I leave, go for a long drive and process what has been going on. The only conclusion I can come to is that there is just no way this marriage stands a chance. I've been gone a fair few hours but no texts or phone call asking me where I am. When I get back she is very quiet and withdrawn, I know whats coming so ask has she made a decision. She then tells me she wants a divorce because she doesnt love me any more! I ask what yesterday was all about and she tells me none of it was true, she is just scared but that she needs to take a chance.

Just feeling numb right now and struggling to beleive the amount of crap I've swallowed and how someone that I have been a lover nad best friend to for almost 11 years can do this to me.

Bottom line? Trust your gut and your head, your heart just leads you through fairy land.


----------



## Darth Vader (Jan 2, 2011)

Indy Nial said:


> Update again - this one is a classic.
> 
> So as it was Christmas and for the sake of our daugheter we spent it together.
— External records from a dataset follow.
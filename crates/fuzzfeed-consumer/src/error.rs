/// Reasons [`Consumer::split`](crate::Consumer::split) rejects a buffer.
///
/// A harness usually only cares that the split failed and moves on to the
/// next input; the variants exist so a rejected corpus entry can be
/// explained.
///
/// ```text
///   SplitError
///   ├── EmptyInput            ← no header byte
///   ├── CallCountOutOfRange   ← header byte outside [min_calls, max_calls]
///   ├── InsufficientLength    ← fewer than 2n + 1 bytes
///   └── NotDivisible          ← parameter bytes don't split into n chunks
/// ```
#[derive(Clone, Debug, PartialEq, Eq, thiserror::Error)]
pub enum SplitError {
    #[error("could not split: input is empty")]
    EmptyInput,

    /// The header byte asked for `count` calls.
    #[error("bad number of calls: {count} not in {min}..={max}")]
    CallCountOutOfRange { count: usize, min: usize, max: usize },

    /// `len` bytes available, `required` (= 2n + 1) needed.
    #[error("length of data does not match required parameters: {len} < {required}")]
    InsufficientLength { len: usize, required: usize },

    /// The `len` parameter bytes cannot be shared evenly between `calls`.
    #[error("parameter length {len} is not divisible by {calls} calls")]
    NotDivisible { len: usize, calls: usize },
}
She kept saying how much she wanted the marriage to work and would prove that to me if I gave her the chance. I did. We did french kiss a few time Christams day after a few glasses of champagne and I was starting to feel like we were bonding more. Still wasnt getting the attention that I was hoping for but put this down to 'small steps'. Kept expressing how conflicted I was and repeatedly asked her to be honest with me.
> 
> ...




OK, I gotta ask, What the Hell are you doing? She's stringing you all over the UK, and you're letting her! DROP HER ASS already! She apparently doesn't love you or your daughter or respect either one of you! MAN! Don't you think you deserve better than this cheap *****? I _know_ you do! Plus she's exposing you to STD's including AIDs!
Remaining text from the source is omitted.